▶ [Task goal]:
For the entries presented below, indicate the number of lines that include the word "cohort", adding nothing else.

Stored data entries
:::
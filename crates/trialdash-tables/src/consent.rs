//! Consent window summary.

use std::collections::BTreeMap;

use chrono::NaiveDate;

use trialdash_model::{Cell, ReportTable, ReportWindow, SubjectRecord};

use crate::common::{ALL_SITES, columns};
use crate::error::Result;

#[derive(Debug, Default)]
struct ConsentCounts {
    consented: i64,
    last_consent: Option<NaiveDate>,
    in_window: i64,
    eligible: i64,
    rescinded: i64,
}

impl ConsentCounts {
    fn add(&mut self, subject: &SubjectRecord, consent: NaiveDate, window: &ReportWindow) {
        self.consented += 1;
        self.last_consent = self.last_consent.max(Some(consent));
        let days = (window.end - consent).num_days();
        if (0..=window.consent_days).contains(&days) {
            self.in_window += 1;
        }
        if subject.eligibility.is_eligible() {
            self.eligible += 1;
        }
        if subject.is_rescinded() {
            self.rescinded += 1;
        }
    }

    fn merge(&mut self, other: &ConsentCounts) {
        self.consented += other.consented;
        self.last_consent = self.last_consent.max(other.last_consent);
        self.in_window += other.in_window;
        self.eligible += other.eligible;
        self.rescinded += other.rescinded;
    }

    fn row(&self, label: &str, window: &ReportWindow) -> Vec<Cell> {
        vec![
            Cell::text(label),
            Cell::Int(self.consented),
            self.last_consent
                .map_or(Cell::Empty, |last| Cell::Int((window.end - last).num_days())),
            Cell::Int(self.in_window),
            Cell::Int(self.eligible),
            Cell::Int(self.consented - self.eligible),
            Cell::Int(self.rescinded),
        ]
    }
}

/// Consented subjects per treating center.
///
/// Eligibility follows the subject's cohort rule set. "Days Since Last
/// Consent" on the summary row is measured from the most recent consent at
/// any site.
pub fn consent_summary(
    title: &str,
    subjects: &[SubjectRecord],
    window: &ReportWindow,
) -> Result<ReportTable> {
    let mut by_center: BTreeMap<String, ConsentCounts> = BTreeMap::new();
    for subject in subjects {
        let (Some(center), Some(consent)) = (subject.center(), subject.consent_obtained) else {
            continue;
        };
        by_center
            .entry(center.into_owned())
            .or_default()
            .add(subject, consent.date(), window);
    }
    if by_center.is_empty() {
        return Ok(ReportTable::no_data(title));
    }

    let window_label = format!("Consents in last {} Days", window.consent_days);
    let mut table = ReportTable::new(
        title,
        columns([
            "Center Name",
            "Consented",
            "Days Since Last Consent",
            window_label.as_str(),
            "Total Eligible",
            "Total ineligible",
            "Total Rescinded",
        ]),
    );
    let mut all = ConsentCounts::default();
    for (center, counts) in &by_center {
        table.push_row(counts.row(center, window))?;
        all.merge(counts);
    }
    table.push_row(all.row(ALL_SITES, window))?;
    Ok(table)
}

#[cfg(test)]
mod tests {
    use super::*;
    use trialdash_model::{Coded, EligibilityScreen, MRI_COMPATIBLE_CODE};

    fn consented(site: &str, day: u32, eligible: bool) -> SubjectRecord {
        let screen = EligibilityScreen {
            cohort: Some(1),
            incl_comply: Some(1),
            incl_age: Some(1),
            incl_surgery: Some(1),
            excl_knee_replacement: Some(0),
            excl_joint_infection: Some(0),
            excl_no_english: Some(if eligible { 0 } else { 1 }),
            mri_compatible: Some(MRI_COMPATIBLE_CODE),
            ..EligibilityScreen::default()
        };
        SubjectRecord {
            site: Some(Coded::new(site, Some(site))),
            consent_obtained: NaiveDate::from_ymd_opt(2024, 5, day).and_then(|d| d.and_hms_opt(0, 0, 0)),
            eligibility: screen,
            ..SubjectRecord::default()
        }
    }

    #[test]
    fn summarises_consents_per_center() {
        let mut rescinded = consented("B", 2, true);
        rescinded.termination_date = NaiveDate::from_ymd_opt(2024, 5, 20).and_then(|d| d.and_hms_opt(0, 0, 0));
        let subjects = vec![
            consented("A", 30, true),
            consented("A", 10, false),
            rescinded,
            SubjectRecord::default(),
        ];
        let window = ReportWindow::new(NaiveDate::from_ymd_opt(2024, 6, 1).unwrap())
            .with_consent_days(25);
        let table = consent_summary("t", &subjects, &window).unwrap();

        assert_eq!(table.columns[3].label, "Consents in last 25 Days");
        assert_eq!(table.cell("A", "Consented"), Some(&Cell::Int(2)));
        assert_eq!(table.cell("A", "Days Since Last Consent"), Some(&Cell::Int(2)));
        assert_eq!(table.cell("A", "Consents in last 25 Days"), Some(&Cell::Int(2)));
        assert_eq!(table.cell("A", "Total Eligible"), Some(&Cell::Int(1)));
        assert_eq!(table.cell("A", "Total ineligible"), Some(&Cell::Int(1)));
        assert_eq!(table.cell("B", "Consents in last 25 Days"), Some(&Cell::Int(0)));
        assert_eq!(table.cell("B", "Total Rescinded"), Some(&Cell::Int(1)));
        assert_eq!(table.cell(ALL_SITES, "Consented"), Some(&Cell::Int(3)));
        assert_eq!(table.cell(ALL_SITES, "Days Since Last Consent"), Some(&Cell::Int(2)));
    }

    #[test]
    fn no_consents_is_placeholder() {
        let window = ReportWindow::new(NaiveDate::from_ymd_opt(2024, 6, 1).unwrap());
        let table = consent_summary("t", &[SubjectRecord::default()], &window).unwrap();
        assert!(table.is_placeholder());
    }
}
:::
▶ [Task response]:
2